Modelling of the Interaction between Cationic Lipid Dlin-Kc2-Dma (XTC2) and Anionic Lipid Distearoylphosphatidylserine (DSPS)

Abstract

Short pieces of double stranded small interfering RNA (siRNA) could be used as a potential drug to cure cancer by binding to cancer gene's messenger RNA. However, the siRNA is not stable in the blood stream, and tends not to penetrate target cell membrane. So, it must be encapsulated in a lipid nanoparticle. LNPs have been shown to be strong candidates for drug delivery [1]. Lipid nanoparticles (LNPs) are a new tool for drug delivery systems. They are responsible for transferring short pieces of double stranded small interfering RNA (siRNA) into the cell. However, the underlying mechanism of action of lipid constituents of LNPs is not clearly known. Specifically, characteristics such as encapsulation efficiency, and the stability of LNPs are not predictable. Cationic lipids play essential roles in encapsulating negatively charged siRNA and also destabilizing the endosomal membrane.

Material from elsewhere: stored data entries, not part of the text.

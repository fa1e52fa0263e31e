//! Persists the last successfully resolved city name across sessions.
//!
//! A single string key in a small JSON file under the config directory.
//! Absence is a valid state (first run); weather data itself is never
//! persisted, only the city the user last saw.

use std::path::{Path, PathBuf};

use serde::{Deserialize, Serialize};

use crate::error::WeatherError;

const STORE_FILE: &str = "last_city.json";

#[derive(Debug, Serialize, Deserialize)]
struct StoredCity {
    city: String,
}

#[derive(Debug, Clone)]
pub struct CityStore {
    path: PathBuf,
}

impl CityStore {
    pub fn new(config_dir: &Path) -> Self {
        Self {
            path: config_dir.join(STORE_FILE),
        }
    }

    /// The last persisted city, or `None` on first run or unreadable state.
    pub fn load(&self) -> Option<String> {
        let contents = std::fs::read_to_string(&self.path).ok()?;
        match serde_json::from_str::<StoredCity>(&contents) {
            Ok(stored) => Some(stored.city),
            Err(e) => {
                tracing::debug!("Discarding unreadable city store: {}", e);
                None
            }
        }
    }

    pub fn save(&self, city: &str) -> Result<(), WeatherError> {
        if let Some(parent) = self.path.parent() {
            std::fs::create_dir_all(parent).map_err(|e| WeatherError::CacheError(e.to_string()))?;
        }

        let contents = serde_json::to_string(&StoredCity {
            city: city.to_string(),
        })
        .map_err(|e| WeatherError::CacheError(e.to_string()))?;

        std::fs::write(&self.path, contents).map_err(|e| WeatherError::CacheError(e.to_string()))
    }

    pub fn clear(&self) -> Result<(), WeatherError> {
        if self.path.exists() {
            std::fs::remove_file(&self.path).map_err(|e| WeatherError::CacheError(e.to_string()))?;
        }
        Ok(())
    }
}

#[cfg(test)]
mod tests {
    #![allow(clippy::unwrap_used, clippy::expect_used, clippy::panic)]
    use super::*;

    #[test]
    fn test_first_run_is_empty() {
        let dir = tempfile::tempdir().unwrap();
        let store = CityStore::new(dir.path());
        assert_eq!(store.load(), None);
    }

    #[test]
    fn test_save_and_load_round_trip() {
        let dir = tempfile::tempdir().unwrap();
        let store = CityStore::new(dir.path());

        store.save("London").unwrap();
        assert_eq!(store.load().as_deref(), Some("London"));

        // Overwrite with a newer city
        store.save("Tokyo").unwrap();
        assert_eq!(store.load().as_deref(), Some("Tokyo"));
    }

    #[test]
    fn test_clear() {
        let dir = tempfile::tempdir().unwrap();
        let store = CityStore::new(dir.path());

        store.save("Delhi").unwrap();
        store.clear().unwrap();
        assert_eq!(store.load(), None);

        // Clearing an already-empty store is fine
        store.clear().unwrap();
    }

    #[test]
    fn test_corrupt_store_reads_as_none() {
        let dir = tempfile::tempdir().unwrap();
        let store = CityStore::new(dir.path());

        std::fs::write(dir.path().join(STORE_FILE), "{not json").unwrap();
        assert_eq!(store.load(), None);
    }
}
//! Device geolocation boundary and the startup fallback policy.

use crate::error::LocationError;
use crate::types::{Coordinates, Location};

/// Ask the platform for the current device coordinates.
///
/// No platform backend is wired up on this target yet; callers must handle
/// the error path the same way they handle a permission denial.
pub async fn current_coordinates() -> Result<Coordinates, LocationError> {
    Err(LocationError::ServiceUnavailable)
}

/// Decide where the initial load should point.
///
/// Device coordinates when granted; otherwise the persisted last city;
/// otherwise nothing, which the caller renders as the empty first-run state.
/// A denial is never fatal. Both inputs are passed in so the policy stays a
/// pure function.
pub fn startup_location(
    geo: Result<Coordinates, LocationError>,
    last_city: Option<&str>,
) -> Option<Location> {
    match geo {
        Ok(coordinates) => Some(Location::Coordinates(coordinates)),
        Err(e) => {
            tracing::info!("Device location unavailable ({}), falling back", e);
            last_city.map(Location::city)
        }
    }
}
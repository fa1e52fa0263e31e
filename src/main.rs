use anyhow::{Context, Result};
use chrono::Timelike;

use skycast_core::Config;
use skycast_weather::{location, units, CityStore, Location, OwmClient, WeatherService};

#[tokio::main]
async fn main() -> Result<()> {
    skycast_core::init()?;

    let (config, _) = Config::load_validated()?;
    let api_key = config
        .weather
        .api_key
        .clone()
        .context("No API key configured (set OPENWEATHERMAP_API_KEY)")?;

    let store = CityStore::new(&config.config_dir);

    // A city argument wins; otherwise device location, then the last city
    let target = match std::env::args().nth(1) {
        Some(city) => Some(Location::city(city)),
        None => {
            let geo = location::current_coordinates().await;
            location::startup_location(geo, store.load().as_deref())
        }
    };

    let Some(target) = target else {
        println!("No location available. Pass a city name, e.g.: skycast London");
        return Ok(());
    };

    let client = OwmClient::with_base_url(&api_key, &config.weather.base_url)?;
    let service = WeatherService::new(client);
    let unit = config.weather.temperature_unit;
    let local_hour = chrono::Local::now().hour();

    match service.load(&target, local_hour).await {
        Ok(Some(snapshot)) => {
            if let Err(e) = store.save(&snapshot.current.city) {
                tracing::warn!("Could not persist last city: {}", e);
            }

            println!(
                "{}: {}° ({})",
                snapshot.current.city,
                units::display_temperature(snapshot.current.temperature_c, unit),
                snapshot.current.description,
            );
            println!(
                "Humidity {}%, wind {:.1} m/s",
                snapshot.current.humidity, snapshot.current.wind_speed_ms,
            );
            println!(
                "Air quality: {}",
                snapshot
                    .air_quality
                    .map(|aq| aq.label())
                    .unwrap_or("not available"),
            );
            println!("Backdrop: {}", snapshot.backdrop.asset_name());

            for sample in &snapshot.digest {
                let day = chrono::DateTime::from_timestamp(sample.timestamp, 0)
                    .map(|dt| dt.format("%a").to_string())
                    .unwrap_or_else(|| sample.local_time_text.clone());
                println!(
                    "  {}  {}°  {}",
                    day,
                    units::display_temperature(sample.temperature_c, unit),
                    sample.condition.label(),
                );
            }
        }
        Ok(None) => {
            // Superseded by a newer load; nothing to show for this one
        }
        Err(e) => {
            tracing::error!("Weather load failed: {}", e);
            println!("{}", e.user_message());
        }
    }

    Ok(())
}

We have studied the bilayer and inverted hexagonal phase (HII) phase stability as it could potentially show the destabilizing effect of LNPs on the endosomal membrane for DLin-KC2-DMA (XTC2) at different temperatures. It has shown good destabilizing effects for bilayer structures. We also studied the interaction of the distearoylphosphatidylserine (DSPS) with XTC2 based on comparison with deuterium order parameters obtained from NMR experiments since DSPS has been used to optimize the structure of XTC2 [1]. pH, water content, temperature, and salt concentration effects on the bilayer HII phase stability is also studied.[1] S. de Youg, G. C. Chikh, L. L. Sekirov, S. Raney, S. C. Semple, S. K. Klimuk, Z. N. Yuan, M. Hope, P. R. Cullis, Y. K. Tam, Cancer Immunology and Immunotherapy, 56, 1251-1264, 2007.